Lake Mead, already under enormous stress from drought and increasing demand for its water, now must contend with a new threat. Zebra mussels were discovered in the lake last week by workers fixing a breakwater.
The discovery triggered immediate responses from agencies that manage Lake Mead, which is the source of 90 percent of the Las Vegas Valley's drinking water.
"This is almost heartbreaking news that the mussels are here," Kent Turner told Las Vegas Sun reporter Launce Rake. Turner is head of resource management for the National Park Service's Lake Mead National Recreation Area.
Heartbreaking is not an overstatement by any means.
Zebra mussels, so called because of the striping on their shells, first appeared in North America in 1988. Native to the Caspian and Black seas that border Turkey, Russia and Iran, they spread throughout Western European water bodies in the 19th century by attaching themselves to boats or boating equipment. That is how they arrived on this side of the Atlantic. By 1990 they had spread throughout the Great Lakes, and are a major menace in much of the East and South.
Zebra mussels can clog water systems and become the dominant consumer of plankton, meaning they are a threat to break a water body's food chain. If that happens at Lake Mead, the numbers of its fish and other forms of wildlife would drastically decline.
The thumbnail-sized mussels can lay and fertilize millions of eggs, which quickly turn to larvae that spread wherever the current takes them. Mature mussels mass together, and as many as 700,000 per square yard have been found at some intake valves in the Great Lakes.
The mussels are also a threat to navigational buoys and docks, and can corrode steel and concrete if not removed.

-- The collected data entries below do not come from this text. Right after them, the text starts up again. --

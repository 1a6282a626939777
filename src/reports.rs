//! The four report generators: input → grouping → CSV.

use std::path::{Path, PathBuf};

use tracing::{info, warn};

use crate::aggregate::{GroupKey, Grouping};
use crate::config::Settings;
use crate::error::ReportError;
use crate::ethics::{combination_key, valid_combinations};
use crate::input::{create_placeholder, read_input, PlaceholderPrompt};
use crate::parser::extract::{ethics, initializers, origins, portraits};
use crate::report::{build_rows, write_report, ReportSchema};

#[derive(Debug, Clone, Copy, PartialEq, Eq, Hash)]
pub enum ReportKind {
    Ethics,
    Origins,
    Initializers,
    Portraits,
}

/// Records parsed and groups found by one analysis.
#[derive(Debug, Clone, Copy, PartialEq, Eq)]
pub struct Summary {
    pub records: usize,
    pub groups: usize,
}

#[derive(Debug)]
pub struct Analysis {
    pub summary: Summary,
    pub grouping: Grouping,
}

#[derive(Debug, Clone, PartialEq, Eq)]
pub enum RunOutcome {
    /// The input was missing and a placeholder was written in its place.
    PlaceholderCreated(PathBuf),
    /// Nothing qualified for the report; no file was written.
    NoData(Summary),
    Written {
        path: PathBuf,
        rows: usize,
        summary: Summary,
    },
}

impl ReportKind {
    pub const ALL: [ReportKind; 4] = [
        ReportKind::Ethics,
        ReportKind::Origins,
        ReportKind::Initializers,
        ReportKind::Portraits,
    ];

    /// Executable that generates this report.
    pub fn binary_name(self) -> &'static str {
        match self {
            ReportKind::Ethics => "ethics_combinations",
            ReportKind::Origins => "origin_report",
            ReportKind::Initializers => "initializer_report",
            ReportKind::Portraits => "portrait_report",
        }
    }

    pub fn title(self) -> &'static str {
        match self {
            ReportKind::Ethics => "Empire Ethics Combinations",
            ReportKind::Origins => "Empire Origins",
            ReportKind::Initializers => "Empire Initializers",
            ReportKind::Portraits => "Species Portraits",
        }
    }

    pub fn headers(self) -> &'static [&'static str] {
        match self {
            ReportKind::Ethics => &["EthicsCombination", "EmpireKeys"],
            ReportKind::Origins => &["N", "Origin", "Empires"],
            ReportKind::Initializers => &["N", "Initializer", "Reiche"],
            ReportKind::Portraits => &["N", "Name", "Reiche"],
        }
    }

    /// Settings key holding this report's output path.
    pub fn output_key(self) -> &'static str {
        match self {
            ReportKind::Ethics => "ethics_output",
            ReportKind::Origins => "origins_output",
            ReportKind::Initializers => "initializers_output",
            ReportKind::Portraits => "portraits_output",
        }
    }

    pub fn output_path(self, settings: &Settings) -> &Path {
        match self {
            ReportKind::Ethics => &settings.ethics_output,
            ReportKind::Origins => &settings.origins_output,
            ReportKind::Initializers => &settings.initializers_output,
            ReportKind::Portraits => &settings.portraits_output,
        }
    }

    pub fn schema(self, settings: &Settings) -> Result<ReportSchema, ReportError> {
        Ok(ReportSchema {
            headers: self.headers(),
            with_count: self != ReportKind::Ethics,
            delimiter: settings.delimiter_byte()?,
        })
    }

    /// Sample input written when the design file is missing.
    pub fn placeholder(self) -> &'static str {
        match self {
            ReportKind::Ethics => ETHICS_PLACEHOLDER,
            ReportKind::Origins => ORIGINS_PLACEHOLDER,
            ReportKind::Initializers => INITIALIZERS_PLACEHOLDER,
            ReportKind::Portraits => PORTRAITS_PLACEHOLDER,
        }
    }

    pub fn analyse(self, text: &str) -> Analysis {
        let (records, grouping) = match self {
            ReportKind::Ethics => group_ethics(text),
            ReportKind::Origins => {
                let found = origins::extract(text);
                let grouping = Grouping::build(
                    &found,
                    |o| Some(GroupKey::single(o.origin.as_str())),
                    |o| o.key.clone(),
                );
                (found.len(), grouping)
            }
            ReportKind::Initializers => {
                let found = initializers::extract(text);
                let grouping = Grouping::build(
                    &found,
                    |i| Some(GroupKey::single(i.group_label())),
                    |i| i.key.clone(),
                );
                (found.len(), grouping)
            }
            ReportKind::Portraits => {
                let found = portraits::extract(text);
                let grouping = Grouping::build(
                    &found,
                    |p| Some(GroupKey::single(p.portrait.as_str())),
                    |p| p.member.clone(),
                );
                (found.len(), grouping)
            }
        };

        let summary = Summary {
            records,
            groups: grouping.populated(),
        };
        info!(
            report = self.binary_name(),
            records = summary.records,
            groups = summary.groups,
            "input analysed"
        );
        Analysis { summary, grouping }
    }
}

/// Only empires with at least one recognized ethic take part; every legal
/// combination gets a row.
fn group_ethics(text: &str) -> (usize, Grouping) {
    let empires: Vec<_> = ethics::extract(text)
        .into_iter()
        .filter(|e| {
            if e.ethics.is_empty() {
                if let Some(key) = &e.key {
                    info!(key = %key, "empire has no recognized ethics, skipped");
                }
            }
            !e.ethics.is_empty()
        })
        .collect();

    let grouping = Grouping::build(
        &empires,
        |e| Some(combination_key(&e.ethics)),
        |e| e.member(),
    )
    .with_universe(valid_combinations());
    (empires.len(), grouping)
}

/// Run one report from input file to CSV.
///
/// A missing input is handed to `prompt`: on yes a placeholder input is
/// written and the run stops there, otherwise the report is built from an
/// empty dataset.
pub fn run_report(
    kind: ReportKind,
    settings: &Settings,
    prompt: &mut dyn PlaceholderPrompt,
) -> Result<RunOutcome, ReportError> {
    let schema = kind.schema(settings)?;
    let input = &settings.input;

    let text = match read_input(input)? {
        Some(text) => text,
        None => {
            if prompt.confirm(input).map_err(ReportError::Prompt)? {
                create_placeholder(input, kind.placeholder())?;
                return Ok(RunOutcome::PlaceholderCreated(input.clone()));
            }
            warn!(input = %input.display(), "input not found, continuing with an empty dataset");
            String::new()
        }
    };

    let Analysis { summary, grouping } = kind.analyse(&text);
    let rows = build_rows(&grouping);
    if rows.is_empty() {
        return Ok(RunOutcome::NoData(summary));
    }

    let path = kind.output_path(settings);
    write_report(path, &schema, &rows)?;
    Ok(RunOutcome::Written {
        path: path.to_path_buf(),
        rows: rows.len(),
        summary,
    })
}

const ETHICS_PLACEHOLDER: &str = r#"
{ name="Alpha Centauri Primus" key="ACP_KEY" ethic="ethic_xenophile" ethic="ethic_egalitarian" ethic="ethic_materialist" }
{ name="Solarian Concord" key="SOL_CON_KEY" ethic="ethic_egalitarian" ethic="ethic_materialist" ethic="ethic_xenophile" }
{ name="Void Cultists" key="VOID_CULT_KEY" ethic="ethic_fanatic_spiritualist" ethic="ethic_xenophobe" }
{ name="Machine Uprising Zero" key="MUZ_KEY" ethic="ethic_gestalt_consciousness" }
{ name="Human Hegemony" key="HUM_HEG_KEY" ethic="ethic_authoritarian" ethic="ethic_militarist" ethic="ethic_spiritualist" }
{ name="Spiritual Dominators" key="SPI_DOM" ethic="ethic_fanatic_authoritarian" ethic="ethic_spiritualist" }
{ name="Unaligned Drifters" key="DRIFT_KEY" }
"#;

const ORIGINS_PLACEHOLDER: &str = r#"
{ name="Ringworld Start" key="RING_KEY" origin="origin_shattered_ring" species={ class="HUM" } }
{ name="Progenitor Hive" key="HIVE_KEY_1" origin="origin_progenitor_hive" ethic="ethic_gestalt_consciousness" }
{ name="Lost Colony Humans" key="LOST_COL_HUM" origin="origin_lost_colony" species={ class="HUM" } }
{ name="Mechanists" key="MECH_KEY" origin="origin_mechanists" }
{ name="Another Ringworld" key="RING_KEY_2" origin="origin_shattered_ring" }
{ name="No Origin Empire" key="NO_ORIGIN_KEY" species={ class="HUM" } }
{ name="Hive Mind 2" key="HIVE_KEY_2" origin="origin_progenitor_hive" ethic="ethic_gestalt_consciousness" }
{ origin="origin_default" key="DEFAULT_ORIGIN_EMPIRE" }
{ key="LONE_SURVIVOR" origin="origin_lone_survivor" }
"#;

const INITIALIZERS_PLACEHOLDER: &str = r#"
empire_one = {
    key="EMP_A"
    initializer="standard_ship_designs"
}
empire_two = {
    key="EMP_B"
    initializer=""
}
empire_three = {
    key="EMP_C"
    # no initializer line
}
empire_four = {
    key="EMP_D"
    initializer="another_custom_init"
}
empire_five = {
    key="EMP_E"
    initializer=""
}
empire_no_key = {
    initializer="init_for_no_key_empire"
}
"#;

const PORTRAITS_PLACEHOLDER: &str = r#"
empire_one = {
    key="EMP_ALPHA"
    species={
        class="HUM"
        portrait="humanoid_01"
        name="Humans"
        plural="Humans"
        adjective="Human"
    }
    secondary_species={
        class="REP"
        portrait="reptilian_05"
        name="Vorgons"
    }
}
empire_two = {
    key="EMP_BETA"
    species={
        class="MAM"
        portrait="molluscoid_02"
        traits = { trait="trait_adaptive" trait="trait_nomadic" }
    }
}
empire_three = {
    key="EMP_GAMMA"
    species={
        class="FUN"
        portrait="fungoid_03"
    }
    secondary_species={
        class="AVI"
        portrait="avian_01"
    }
}
empire_four = {
    species={
        portrait="humanoid_01"
    }
}
empire_five = {
    key="EMP_DELTA"
}
empire_six = {
    key="EMP_EPSILON"
    species={
        name="Nameless Ones"
    }
    secondary_species={
        portrait="molluscoid_02"
    }
}
"#;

When it built a second intake pipe four years ago, the Southern Nevada Water Authority installed a system that pumps a chemical (potassium permanganate) into the water around the intake, which will keep mussels from massing there. But the other, older intake valve has no such protection.
Water authorities throughout the Southwest are discussing how to control the mussels. Turner said it is going to be very expensive. We hope money does not become an issue. Our only chance of keeping this invader under control is to employ the best-known methods of fighting it.